## Task
Please return only the lines from the one holding "filename crates/testlib-ffi/src/sys/types.rs" through the one holding "pub struct RequestId(String);", exactly as they appear in the records below, both ends included.
——
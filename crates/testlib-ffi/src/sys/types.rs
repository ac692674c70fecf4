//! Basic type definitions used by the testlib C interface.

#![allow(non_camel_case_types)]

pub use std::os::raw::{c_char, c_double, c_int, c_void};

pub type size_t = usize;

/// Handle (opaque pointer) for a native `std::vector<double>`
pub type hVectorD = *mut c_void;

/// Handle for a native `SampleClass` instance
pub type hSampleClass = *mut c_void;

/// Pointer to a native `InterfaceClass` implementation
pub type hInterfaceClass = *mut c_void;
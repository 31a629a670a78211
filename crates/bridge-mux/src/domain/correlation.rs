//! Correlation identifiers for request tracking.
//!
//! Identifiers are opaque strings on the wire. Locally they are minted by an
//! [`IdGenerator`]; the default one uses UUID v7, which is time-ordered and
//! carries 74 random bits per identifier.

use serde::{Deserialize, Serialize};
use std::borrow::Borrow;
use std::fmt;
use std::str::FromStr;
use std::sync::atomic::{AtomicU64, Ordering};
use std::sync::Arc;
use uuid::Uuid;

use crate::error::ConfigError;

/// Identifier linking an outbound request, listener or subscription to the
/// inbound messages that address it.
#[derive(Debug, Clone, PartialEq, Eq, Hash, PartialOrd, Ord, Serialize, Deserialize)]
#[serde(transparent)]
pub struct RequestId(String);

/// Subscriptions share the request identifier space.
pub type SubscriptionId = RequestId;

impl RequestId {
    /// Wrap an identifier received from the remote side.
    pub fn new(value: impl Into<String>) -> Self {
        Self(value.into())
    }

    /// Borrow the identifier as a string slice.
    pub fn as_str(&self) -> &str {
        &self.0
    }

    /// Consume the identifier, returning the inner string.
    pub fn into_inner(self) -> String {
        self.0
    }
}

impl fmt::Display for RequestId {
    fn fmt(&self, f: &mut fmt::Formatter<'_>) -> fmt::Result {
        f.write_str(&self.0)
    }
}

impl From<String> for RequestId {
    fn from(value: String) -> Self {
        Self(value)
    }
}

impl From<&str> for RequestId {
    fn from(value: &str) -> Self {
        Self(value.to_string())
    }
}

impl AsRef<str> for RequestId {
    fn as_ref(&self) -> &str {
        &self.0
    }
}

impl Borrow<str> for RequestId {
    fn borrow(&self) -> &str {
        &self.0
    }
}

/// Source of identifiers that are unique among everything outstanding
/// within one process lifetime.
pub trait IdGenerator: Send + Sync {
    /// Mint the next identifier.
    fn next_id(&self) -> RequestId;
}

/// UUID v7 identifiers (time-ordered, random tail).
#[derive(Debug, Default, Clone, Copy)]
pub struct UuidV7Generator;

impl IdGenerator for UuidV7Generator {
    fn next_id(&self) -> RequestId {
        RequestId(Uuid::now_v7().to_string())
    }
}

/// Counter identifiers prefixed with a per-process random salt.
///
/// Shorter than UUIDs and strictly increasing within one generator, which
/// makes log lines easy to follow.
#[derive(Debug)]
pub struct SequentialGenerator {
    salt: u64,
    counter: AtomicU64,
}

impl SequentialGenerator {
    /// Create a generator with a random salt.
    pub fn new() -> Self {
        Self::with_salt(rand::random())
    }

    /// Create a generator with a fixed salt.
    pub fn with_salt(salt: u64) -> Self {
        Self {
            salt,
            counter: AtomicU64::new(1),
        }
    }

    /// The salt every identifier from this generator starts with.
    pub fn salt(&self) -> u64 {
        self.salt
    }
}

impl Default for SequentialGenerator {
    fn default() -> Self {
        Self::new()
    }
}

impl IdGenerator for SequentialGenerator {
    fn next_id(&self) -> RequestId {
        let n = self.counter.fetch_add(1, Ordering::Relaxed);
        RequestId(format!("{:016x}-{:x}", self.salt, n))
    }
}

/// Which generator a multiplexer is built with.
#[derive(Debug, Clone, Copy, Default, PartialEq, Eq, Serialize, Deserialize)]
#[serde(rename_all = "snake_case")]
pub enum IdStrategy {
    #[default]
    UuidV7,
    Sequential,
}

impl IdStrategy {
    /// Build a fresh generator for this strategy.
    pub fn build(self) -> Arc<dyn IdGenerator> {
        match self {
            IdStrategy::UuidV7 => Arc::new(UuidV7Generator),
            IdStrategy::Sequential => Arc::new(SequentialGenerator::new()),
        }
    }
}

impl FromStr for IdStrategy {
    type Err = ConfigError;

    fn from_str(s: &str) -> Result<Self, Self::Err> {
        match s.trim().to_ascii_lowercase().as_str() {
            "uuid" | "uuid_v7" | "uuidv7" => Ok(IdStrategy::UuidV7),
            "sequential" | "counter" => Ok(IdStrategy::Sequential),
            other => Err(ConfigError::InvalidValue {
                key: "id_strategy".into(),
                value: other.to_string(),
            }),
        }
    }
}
——
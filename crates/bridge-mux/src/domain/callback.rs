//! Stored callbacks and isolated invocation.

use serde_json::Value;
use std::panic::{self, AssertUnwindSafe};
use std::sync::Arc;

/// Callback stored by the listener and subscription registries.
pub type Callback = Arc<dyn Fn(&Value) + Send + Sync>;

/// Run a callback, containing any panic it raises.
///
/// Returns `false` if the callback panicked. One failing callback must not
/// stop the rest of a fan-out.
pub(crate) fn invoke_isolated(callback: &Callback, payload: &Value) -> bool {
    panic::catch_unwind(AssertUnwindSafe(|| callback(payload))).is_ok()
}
——
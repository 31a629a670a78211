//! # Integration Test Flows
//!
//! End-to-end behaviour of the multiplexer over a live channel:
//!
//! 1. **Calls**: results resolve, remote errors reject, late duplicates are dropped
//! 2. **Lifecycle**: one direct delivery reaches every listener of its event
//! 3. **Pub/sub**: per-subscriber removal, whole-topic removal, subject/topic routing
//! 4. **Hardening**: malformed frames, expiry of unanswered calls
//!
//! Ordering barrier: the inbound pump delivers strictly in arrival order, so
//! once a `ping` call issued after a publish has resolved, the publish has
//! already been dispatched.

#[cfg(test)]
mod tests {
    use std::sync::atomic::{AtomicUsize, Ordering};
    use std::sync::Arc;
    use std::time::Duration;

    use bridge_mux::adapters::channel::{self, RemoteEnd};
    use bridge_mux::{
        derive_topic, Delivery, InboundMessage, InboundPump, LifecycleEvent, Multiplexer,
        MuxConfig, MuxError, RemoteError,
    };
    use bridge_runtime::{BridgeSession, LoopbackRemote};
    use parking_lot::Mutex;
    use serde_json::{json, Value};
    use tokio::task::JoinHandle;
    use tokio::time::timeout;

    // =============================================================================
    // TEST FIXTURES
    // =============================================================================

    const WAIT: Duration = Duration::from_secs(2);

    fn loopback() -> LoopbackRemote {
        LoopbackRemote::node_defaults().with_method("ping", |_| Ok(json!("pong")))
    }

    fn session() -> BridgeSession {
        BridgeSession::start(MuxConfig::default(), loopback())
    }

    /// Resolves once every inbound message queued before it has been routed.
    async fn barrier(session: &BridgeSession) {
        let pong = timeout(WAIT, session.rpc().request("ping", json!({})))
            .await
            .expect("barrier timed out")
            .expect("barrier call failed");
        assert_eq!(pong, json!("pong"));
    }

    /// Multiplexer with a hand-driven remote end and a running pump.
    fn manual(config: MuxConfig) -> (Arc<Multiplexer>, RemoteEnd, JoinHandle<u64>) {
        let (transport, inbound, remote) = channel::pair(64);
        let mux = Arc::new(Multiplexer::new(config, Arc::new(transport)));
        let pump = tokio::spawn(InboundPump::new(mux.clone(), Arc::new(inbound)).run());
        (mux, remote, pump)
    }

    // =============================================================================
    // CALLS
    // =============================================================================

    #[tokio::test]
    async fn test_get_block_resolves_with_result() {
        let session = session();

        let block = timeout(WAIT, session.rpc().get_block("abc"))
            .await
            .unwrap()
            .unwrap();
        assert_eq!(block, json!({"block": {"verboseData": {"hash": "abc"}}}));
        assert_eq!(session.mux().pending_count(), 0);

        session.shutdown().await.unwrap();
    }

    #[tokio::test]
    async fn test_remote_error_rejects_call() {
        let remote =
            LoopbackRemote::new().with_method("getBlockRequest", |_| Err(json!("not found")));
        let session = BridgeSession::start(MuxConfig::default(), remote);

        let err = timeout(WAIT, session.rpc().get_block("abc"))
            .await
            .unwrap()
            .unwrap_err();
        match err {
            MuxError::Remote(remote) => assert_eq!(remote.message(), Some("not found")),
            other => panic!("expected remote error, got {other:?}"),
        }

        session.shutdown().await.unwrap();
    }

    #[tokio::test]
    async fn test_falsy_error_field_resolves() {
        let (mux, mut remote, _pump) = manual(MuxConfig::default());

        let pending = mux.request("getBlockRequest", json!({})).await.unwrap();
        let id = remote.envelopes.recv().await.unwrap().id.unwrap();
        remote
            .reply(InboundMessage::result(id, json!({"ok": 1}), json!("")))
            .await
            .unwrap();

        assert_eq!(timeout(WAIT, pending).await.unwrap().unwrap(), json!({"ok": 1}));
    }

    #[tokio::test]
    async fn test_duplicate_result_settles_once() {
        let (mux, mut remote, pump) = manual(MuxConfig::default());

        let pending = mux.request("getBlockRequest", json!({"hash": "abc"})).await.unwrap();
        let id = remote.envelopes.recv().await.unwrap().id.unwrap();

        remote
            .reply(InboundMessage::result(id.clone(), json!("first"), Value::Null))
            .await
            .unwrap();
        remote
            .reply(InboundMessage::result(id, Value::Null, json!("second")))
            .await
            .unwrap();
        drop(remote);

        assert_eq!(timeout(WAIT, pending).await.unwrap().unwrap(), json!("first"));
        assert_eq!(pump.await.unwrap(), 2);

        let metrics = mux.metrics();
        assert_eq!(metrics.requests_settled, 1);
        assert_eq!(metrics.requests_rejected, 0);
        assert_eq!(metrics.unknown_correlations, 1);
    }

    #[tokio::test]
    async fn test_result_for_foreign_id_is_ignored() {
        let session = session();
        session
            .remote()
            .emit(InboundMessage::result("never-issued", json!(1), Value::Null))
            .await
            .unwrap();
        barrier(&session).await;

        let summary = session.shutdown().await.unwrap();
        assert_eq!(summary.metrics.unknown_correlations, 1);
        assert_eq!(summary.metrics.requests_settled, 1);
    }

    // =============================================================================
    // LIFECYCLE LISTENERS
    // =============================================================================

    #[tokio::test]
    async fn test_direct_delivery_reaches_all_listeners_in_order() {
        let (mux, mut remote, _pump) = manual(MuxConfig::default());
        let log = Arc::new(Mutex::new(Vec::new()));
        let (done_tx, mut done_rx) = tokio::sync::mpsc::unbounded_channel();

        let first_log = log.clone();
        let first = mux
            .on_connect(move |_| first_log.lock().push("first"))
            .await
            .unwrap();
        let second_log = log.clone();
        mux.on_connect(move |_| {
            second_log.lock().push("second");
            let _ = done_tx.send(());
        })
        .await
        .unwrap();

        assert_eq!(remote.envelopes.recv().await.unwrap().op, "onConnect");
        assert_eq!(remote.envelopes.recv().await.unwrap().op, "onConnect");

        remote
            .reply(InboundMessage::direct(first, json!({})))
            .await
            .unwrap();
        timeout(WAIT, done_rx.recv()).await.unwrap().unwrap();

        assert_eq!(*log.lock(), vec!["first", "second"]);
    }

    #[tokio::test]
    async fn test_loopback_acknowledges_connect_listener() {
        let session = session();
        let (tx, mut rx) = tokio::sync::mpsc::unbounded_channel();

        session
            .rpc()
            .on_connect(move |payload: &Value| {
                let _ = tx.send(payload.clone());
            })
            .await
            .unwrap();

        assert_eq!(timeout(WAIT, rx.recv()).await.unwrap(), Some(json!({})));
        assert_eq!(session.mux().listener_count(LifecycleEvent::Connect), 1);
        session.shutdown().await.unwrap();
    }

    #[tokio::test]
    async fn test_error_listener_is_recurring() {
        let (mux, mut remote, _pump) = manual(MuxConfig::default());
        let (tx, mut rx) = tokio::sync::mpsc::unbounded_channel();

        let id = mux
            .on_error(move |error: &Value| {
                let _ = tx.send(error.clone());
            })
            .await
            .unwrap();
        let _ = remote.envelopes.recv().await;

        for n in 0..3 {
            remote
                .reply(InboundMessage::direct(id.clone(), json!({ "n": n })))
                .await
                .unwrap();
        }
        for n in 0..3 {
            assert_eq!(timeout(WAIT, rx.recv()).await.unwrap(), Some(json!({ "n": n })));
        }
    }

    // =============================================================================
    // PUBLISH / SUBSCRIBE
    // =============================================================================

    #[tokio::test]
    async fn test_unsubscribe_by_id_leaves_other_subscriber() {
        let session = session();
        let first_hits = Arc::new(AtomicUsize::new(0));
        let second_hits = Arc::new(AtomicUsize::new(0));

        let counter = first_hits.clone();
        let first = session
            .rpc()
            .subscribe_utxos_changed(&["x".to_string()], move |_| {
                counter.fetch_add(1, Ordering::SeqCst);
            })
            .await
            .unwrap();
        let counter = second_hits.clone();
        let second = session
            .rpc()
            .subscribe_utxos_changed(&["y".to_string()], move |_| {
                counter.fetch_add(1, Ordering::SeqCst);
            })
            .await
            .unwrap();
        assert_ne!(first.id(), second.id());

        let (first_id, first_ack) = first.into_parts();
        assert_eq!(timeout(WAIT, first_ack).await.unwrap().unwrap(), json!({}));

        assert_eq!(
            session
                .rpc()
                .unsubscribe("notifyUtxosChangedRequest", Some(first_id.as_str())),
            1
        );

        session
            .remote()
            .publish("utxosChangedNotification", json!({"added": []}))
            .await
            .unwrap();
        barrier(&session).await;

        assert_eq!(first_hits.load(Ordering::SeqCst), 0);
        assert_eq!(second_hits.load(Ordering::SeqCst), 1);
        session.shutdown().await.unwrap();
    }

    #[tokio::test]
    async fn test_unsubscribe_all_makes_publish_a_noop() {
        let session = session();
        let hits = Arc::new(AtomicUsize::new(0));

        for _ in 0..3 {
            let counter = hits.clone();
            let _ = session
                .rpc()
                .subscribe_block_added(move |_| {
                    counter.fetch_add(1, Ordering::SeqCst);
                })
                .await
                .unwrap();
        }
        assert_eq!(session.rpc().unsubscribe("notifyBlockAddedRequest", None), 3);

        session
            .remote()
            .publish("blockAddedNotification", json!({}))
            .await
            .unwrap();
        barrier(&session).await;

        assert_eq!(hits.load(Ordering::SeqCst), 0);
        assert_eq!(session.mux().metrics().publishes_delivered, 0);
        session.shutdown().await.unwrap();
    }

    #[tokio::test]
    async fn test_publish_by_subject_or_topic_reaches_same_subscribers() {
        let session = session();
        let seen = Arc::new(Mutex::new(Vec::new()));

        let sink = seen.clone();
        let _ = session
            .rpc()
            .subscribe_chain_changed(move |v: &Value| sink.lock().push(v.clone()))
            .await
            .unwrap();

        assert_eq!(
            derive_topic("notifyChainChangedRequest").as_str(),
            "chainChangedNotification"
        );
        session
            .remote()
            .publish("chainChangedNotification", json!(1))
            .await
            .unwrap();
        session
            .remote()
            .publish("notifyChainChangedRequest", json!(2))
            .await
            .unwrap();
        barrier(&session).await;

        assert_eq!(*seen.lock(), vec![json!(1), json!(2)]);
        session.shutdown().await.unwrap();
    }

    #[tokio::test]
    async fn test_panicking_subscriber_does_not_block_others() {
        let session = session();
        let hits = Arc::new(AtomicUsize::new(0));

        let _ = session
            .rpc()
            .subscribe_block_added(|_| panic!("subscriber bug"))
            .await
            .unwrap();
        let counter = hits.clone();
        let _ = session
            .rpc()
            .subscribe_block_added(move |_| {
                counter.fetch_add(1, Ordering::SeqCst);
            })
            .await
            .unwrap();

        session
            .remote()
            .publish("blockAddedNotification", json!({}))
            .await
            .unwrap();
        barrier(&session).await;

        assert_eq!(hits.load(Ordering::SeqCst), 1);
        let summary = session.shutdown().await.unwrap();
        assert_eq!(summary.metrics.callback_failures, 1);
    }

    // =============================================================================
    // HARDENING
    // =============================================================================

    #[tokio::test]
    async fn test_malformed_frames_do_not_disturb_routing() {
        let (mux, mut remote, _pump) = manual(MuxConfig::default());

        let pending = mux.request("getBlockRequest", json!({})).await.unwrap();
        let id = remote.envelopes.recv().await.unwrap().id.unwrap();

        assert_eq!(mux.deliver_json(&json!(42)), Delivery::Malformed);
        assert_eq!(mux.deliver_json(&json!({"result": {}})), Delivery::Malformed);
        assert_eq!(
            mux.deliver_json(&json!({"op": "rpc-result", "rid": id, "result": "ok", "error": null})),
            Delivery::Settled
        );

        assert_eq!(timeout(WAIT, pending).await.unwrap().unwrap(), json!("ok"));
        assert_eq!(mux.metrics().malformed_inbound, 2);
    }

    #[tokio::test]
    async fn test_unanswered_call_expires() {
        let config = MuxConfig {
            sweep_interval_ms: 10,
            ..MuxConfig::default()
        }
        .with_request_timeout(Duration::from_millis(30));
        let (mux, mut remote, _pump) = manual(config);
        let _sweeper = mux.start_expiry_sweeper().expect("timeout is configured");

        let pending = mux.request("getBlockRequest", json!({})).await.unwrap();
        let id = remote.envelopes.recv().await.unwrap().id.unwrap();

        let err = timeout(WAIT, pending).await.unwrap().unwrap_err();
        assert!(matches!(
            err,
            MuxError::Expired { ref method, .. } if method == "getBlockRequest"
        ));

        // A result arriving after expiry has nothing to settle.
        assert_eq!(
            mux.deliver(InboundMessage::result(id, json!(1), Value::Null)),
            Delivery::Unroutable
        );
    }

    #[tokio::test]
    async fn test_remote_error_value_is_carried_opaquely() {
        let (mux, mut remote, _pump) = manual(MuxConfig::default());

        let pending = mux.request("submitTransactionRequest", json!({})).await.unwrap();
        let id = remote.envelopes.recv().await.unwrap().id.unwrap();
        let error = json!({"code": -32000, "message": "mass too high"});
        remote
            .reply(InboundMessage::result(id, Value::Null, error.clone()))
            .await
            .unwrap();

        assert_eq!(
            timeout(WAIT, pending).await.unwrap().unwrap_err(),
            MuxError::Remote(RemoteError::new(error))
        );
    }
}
——
## Your solution
filename crates/testlib-ffi/src/sys/types.rs
repository ac692674c70fecf4
//! Basic type definitions used by the testlib C interface.

#![allow(non_camel_case_types)]

pub use std::os::raw::{c_char, c_double, c_int, c_void};

pub type size_t = usize;

/// Handle (opaque pointer) for a native `std::vector<double>`
pub type hVectorD = *mut c_void;

/// Handle for a native `SampleClass` instance
pub type hSampleClass = *mut c_void;

/// Pointer to a native `InterfaceClass` implementation
pub type hInterfaceClass = *mut c_void;
repository 31a629a670a78211
filename crates/bridge-mux/src/domain/correlation.rs
//! Correlation identifiers for request tracking.
//!
//! Identifiers are opaque strings on the wire. Locally they are minted by an
//! [`IdGenerator`]; the default one uses UUID v7, which is time-ordered and
//! carries 74 random bits per identifier.

use serde::{Deserialize, Serialize};
use std::borrow::Borrow;
use std::fmt;
use std::str::FromStr;
use std::sync::atomic::{AtomicU64, Ordering};
use std::sync::Arc;
use uuid::Uuid;

use crate::error::ConfigError;

/// Identifier linking an outbound request, listener or subscription to the
/// inbound messages that address it.
#[derive(Debug, Clone, PartialEq, Eq, Hash, PartialOrd, Ord, Serialize, Deserialize)]
#[serde(transparent)]
pub struct RequestId(String);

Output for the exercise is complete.